[-Wuseless-escape]

A simple example

1
2
3
4
5
6
/*!re2c
    *                        {}
    "\a\A\"\'\[\]\-\x5d\377" {}
    '\a\A\"\'\[\]\-\x5d\377' {}
    [\a\A\"\'\[\]\-\x5d\377] {}
*/

Given this code, `re2c -Wuseless-escape` reports a bunch of warnings:

re2c: warning: line 3: column 11: escape has no effect: '\A' [-Wuseless-escape]
re2c: warning: line 3: column 15: escape has no effect: '\'' [-Wuseless-escape]
re2c: warning: line 3: column 17: escape has no effect: '\[' [-Wuseless-escape]
re2c: warning: line 3: column 19: escape has no effect: '\]' [-Wuseless-escape]
re2c: warning: line 3: column 21: escape has no effect: '\-' [-Wuseless-escape]
re2c: warning: line 4: column 11: escape has no effect: '\A' [-Wuseless-escape]
re2c: warning: line 4: column 13: escape has no effect: '\"' [-Wuseless-escape]
re2c: warning: line 4: column 17: escape has no effect: '\[' [-Wuseless-escape]
re2c: warning: line 4: column 19: escape has no effect: '\]' [-Wuseless-escape]
re2c: warning: line 4: column 21: escape has no effect: '\-' [-Wuseless-escape]
re2c: warning: line 5: column 11: escape has no effect: '\A' [-Wuseless-escape]
re2c: warning: line 5: column 13: escape has no effect: '\"' [-Wuseless-escape]
re2c: warning: line 5: column 15: escape has no effect: '\'' [-Wuseless-escape]
re2c: warning: line 5: column 17: escape has no effect: '\[' [-Wuseless-escape]

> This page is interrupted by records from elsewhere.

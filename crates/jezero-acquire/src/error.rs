//! Error types for geometry acquisition.
//!
//! [`TransportError`] is what a single gateway call fails with. The
//! orchestrator wraps the first one of an episode in [`AcquisitionError`]
//! and hands its message to the store verbatim.

use jezero_types::Slot;

/// A single geometry fetch failed.
///
/// Every variant renders a human-readable message; that message is what
/// ends up in the store's `error` field.
#[derive(Debug, Clone, PartialEq, Eq, thiserror::Error)]
pub enum TransportError {
    /// The request could not be sent or the connection broke.
    #[error("request to {url} failed: {message}")]
    Request {
        /// The resource location.
        url: String,
        /// Description from the HTTP client.
        message: String,
    },

    /// The call did not settle within the configured bound.
    #[error("request for {resource} timed out after {timeout_ms} ms")]
    Timeout {
        /// The resource location.
        resource: String,
        /// The bound that was exceeded.
        timeout_ms: u64,
    },

    /// The service answered with a non-success status.
    #[error("{url} returned HTTP {status}")]
    Status {
        /// The resource location.
        url: String,
        /// The HTTP status code.
        status: u16,
    },

    /// The body is not a GeoJSON `FeatureCollection`.
    #[error("{resource} is not a FeatureCollection: {message}")]
    Decode {
        /// The resource location.
        resource: String,
        /// Description from the JSON decoder.
        message: String,
    },

    /// A local geometry file could not be read.
    #[error("failed to read {path}: {message}")]
    Read {
        /// The file path.
        path: String,
        /// Description from the filesystem.
        message: String,
    },
}

/// A load episode failed.
#[derive(Debug, Clone, PartialEq, Eq, thiserror::Error)]
pub enum AcquisitionError {
    /// The fetch for `slot` failed.
    ///
    /// Renders as the transport message alone, so the store shows what the
    /// transport reported.
    #[error("{source}")]
    Gateway {
        /// The slot whose fetch failed first in canonical order.
        slot: Slot,
        /// The underlying transport failure.
        source: TransportError,
    },
}

impl AcquisitionError {
    /// The slot the failure is attributed to.
    pub const fn slot(&self) -> Slot {
        match self {
            Self::Gateway { slot, .. } => *slot,
        }
    }
}
//! Ephemeral selection state: the focused feature and its vehicle.
//!
//! Kept apart from the [`Store`](crate::Store). It belongs to a single view
//! and is mutated directly by that view's interaction handlers.

use jezero_types::{Feature, Vehicle};
use serde::{Deserialize, Serialize};
use ts_rs::TS;

/// A feature together with the vehicle it was picked from.
#[derive(Debug, Clone, PartialEq, Serialize, Deserialize, TS)]
#[ts(export, export_to = "bindings/")]
pub struct Focus {
    /// The vehicle whose layer the feature belongs to.
    pub vehicle: Vehicle,
    /// The picked feature.
    pub feature: Feature,
}

/// Which feature and vehicle, if any, the detail panel shows.
///
/// Vehicle and feature are stored as one pair, so they are always both
/// present or both absent.
#[derive(Debug, Clone, Default, PartialEq)]
pub struct SelectionState {
    focus: Option<Focus>,
}

impl SelectionState {
    /// An empty selection.
    pub const fn new() -> Self {
        Self { focus: None }
    }

    /// Focus `feature` of `vehicle`, replacing any previous selection.
    pub fn select(&mut self, vehicle: Vehicle, feature: Feature) {
        self.focus = Some(Focus { vehicle, feature });
    }

    /// Drop the selection.
    pub fn clear(&mut self) {
        self.focus = None;
    }

    /// The selected vehicle.
    pub fn vehicle(&self) -> Option<Vehicle> {
        self.focus.as_ref().map(|f| f.vehicle)
    }

    /// The selected feature.
    pub fn feature(&self) -> Option<&Feature> {
        self.focus.as_ref().map(|f| &f.feature)
    }

    /// The selected pair.
    pub const fn focus(&self) -> Option<&Focus> {
        self.focus.as_ref()
    }

    /// Whether anything is selected.
    pub const fn is_active(&self) -> bool {
        self.focus.is_some()
    }

    /// Serializable `{vehicle, feature}` view of the selection.
    pub fn current(&self) -> SelectionSnapshot {
        SelectionSnapshot {
            vehicle: self.vehicle(),
            feature: self.feature().cloned(),
        }
    }
}

/// Flat `{vehicle, feature}` form of a [`SelectionState`].
#[derive(Debug, Clone, Default, PartialEq, Serialize, Deserialize, TS)]
#[ts(export, export_to = "bindings/")]
pub struct SelectionSnapshot {
    /// The selected vehicle, or `null`.
    pub vehicle: Option<Vehicle>,
    /// The selected feature, or `null`.
    pub feature: Option<Feature>,
}
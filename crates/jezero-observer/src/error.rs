//! Error types for the Observer API server.
//!
//! [`ObserverError`] converts into an Axum response carrying a JSON body of
//! the form `{"error": <message>, "status": <code>}`.

use axum::http::StatusCode;
use axum::response::{IntoResponse, Response};
use jezero_types::ParseIdentError;

/// Errors that can occur in the Observer API layer.
#[derive(Debug, thiserror::Error)]
pub enum ObserverError {
    /// The requested resource was not found.
    #[error("not found: {0}")]
    NotFound(String),

    /// A path segment or query parameter was not understood.
    #[error("bad request: {0}")]
    BadRequest(String),
}

impl From<ParseIdentError> for ObserverError {
    fn from(err: ParseIdentError) -> Self {
        Self::BadRequest(err.to_string())
    }
}

impl IntoResponse for ObserverError {
    fn into_response(self) -> Response {
        let (status, message) = match self {
            Self::NotFound(msg) => (StatusCode::NOT_FOUND, msg),
            Self::BadRequest(msg) => (StatusCode::BAD_REQUEST, msg),
        };

        let body = serde_json::json!({
            "error": message,
            "status": status.as_u16(),
        });

        (status, axum::Json(body)).into_response()
    }
}
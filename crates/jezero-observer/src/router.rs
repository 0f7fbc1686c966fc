//! Axum router construction for the Observer API.
//!
//! Assembles all routes (REST + `WebSocket`) into a single [`Router`]
//! with CORS and request tracing enabled.

use std::sync::Arc;

use axum::Router;
use axum::routing::{get, post};
use tower_http::cors::{Any, CorsLayer};
use tower_http::trace::TraceLayer;

use crate::handlers;
use crate::state::AppState;
use crate::ws;

/// Build the complete Axum router for the Observer server.
///
/// The router includes:
/// - `GET /ws/state` -- `WebSocket` state summary stream
/// - `GET /api/state` -- full lifecycle state
/// - `GET /api/state/summary` -- state without geometry
/// - `GET /api/geometries/{slot}` -- one slot's collection
/// - `POST /api/geometries/load` -- request a load episode
/// - `GET|PUT|DELETE /api/selection` -- read, set, clear the selection
///
/// CORS allows any origin so a map front end on another port can call it.
pub fn build_router(state: Arc<AppState>) -> Router {
    let cors = CorsLayer::new()
        .allow_origin(Any)
        .allow_methods(Any)
        .allow_headers(Any);

    Router::new()
        // WebSocket
        .route("/ws/state", get(ws::ws_state))
        // State
        .route("/api/state", get(handlers::get_state))
        .route("/api/state/summary", get(handlers::get_summary))
        // Geometries
        .route("/api/geometries/load", post(handlers::load_geometries))
        .route("/api/geometries/{slot}", get(handlers::get_geometry))
        // Selection
        .route(
            "/api/selection",
            get(handlers::get_selection)
                .put(handlers::put_selection)
                .delete(handlers::delete_selection),
        )
        .layer(cors)
        .layer(TraceLayer::new_for_http())
        .with_state(state)
}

It says that \A and \[ escapes are meaningless in all rules, \- makes sense only in character class and each type of closing quotes (", ' and ]) should only be escaped inside of same-quoted string. Useless escapes are ignored: the escaped symbol is treated as not escaped (\A becomes A, etc.). The above example should be fixed as follows:

1
2
3
4
5
6
/*!re2c
    *                    {}
    "\aA\"'[]-\x5d\377"  {}
    '\aA"\'[]-\x5d\377'  {}
    [\aA"'[\]\-\x5d\377] {}
*/

How it works

re2c recognizes escapes in the following lexemes:

  • double-quoted strings " ... "
  • single-quoted strings ' ... '
  • character classes [ ... ] and [^ ... ]

The following escapes are recognized:

  • Closing quotes (\" for double-quoted strings, \' for single-quoted strings and \] for character classes).
  • Dash \- in character classes.
  • Octal escapes: \ooo, where o is in range [0 - 7] (maximal octal escape is \377, which equals 0xFF).
  • Hexadecimal escapes: \xhh, \Xhhhh, \uhhhh and \Uhhhhhhhh, where h is in range [0 - 9], [a - f] or [A - F].
  • Miscellaneous escapes: \a, \b, \f, \n, \r, \t, \v, \\.

Ill-formed octal and hexadecimal escapes are treated as errors. Escape followed by a newline is also an error: multiline strings and classes are not allowed (this is very inconvenient; hopefully it will be fixed in future). Any other ill-formed escapes are ignored. If [-Wuseless-escape] is enabled, re2c warns about ignored escapes.

Real-world examples

I found many useless escapes in real-world programs:

  • A very strange escape \* in a regular expression like "*\*": either someone wanted to write "*\\*" (with backslash in the middle), or I have no explanation at all (considering that the first * is not escaped). As far as I know re2c always treated "*\*" as "**".
  • \h in character classes (e.g. [ \h\t\v\f\r]): perhaps someone confused \h with horisontal tab (or even hostname :)).
  • \[ in charater classes; this one is very common.
  • \/ in character classes (e.g. [^\/\000]) and strings (e.g. "\/*"). However, there is one interesting case: "/**** State @@ ***\/": here unescaped slash would end multiline comment. Perhaps [-Wuseless-escape] should be fixed to recognize such cases.
  • \. in character classes (e.g [\.]).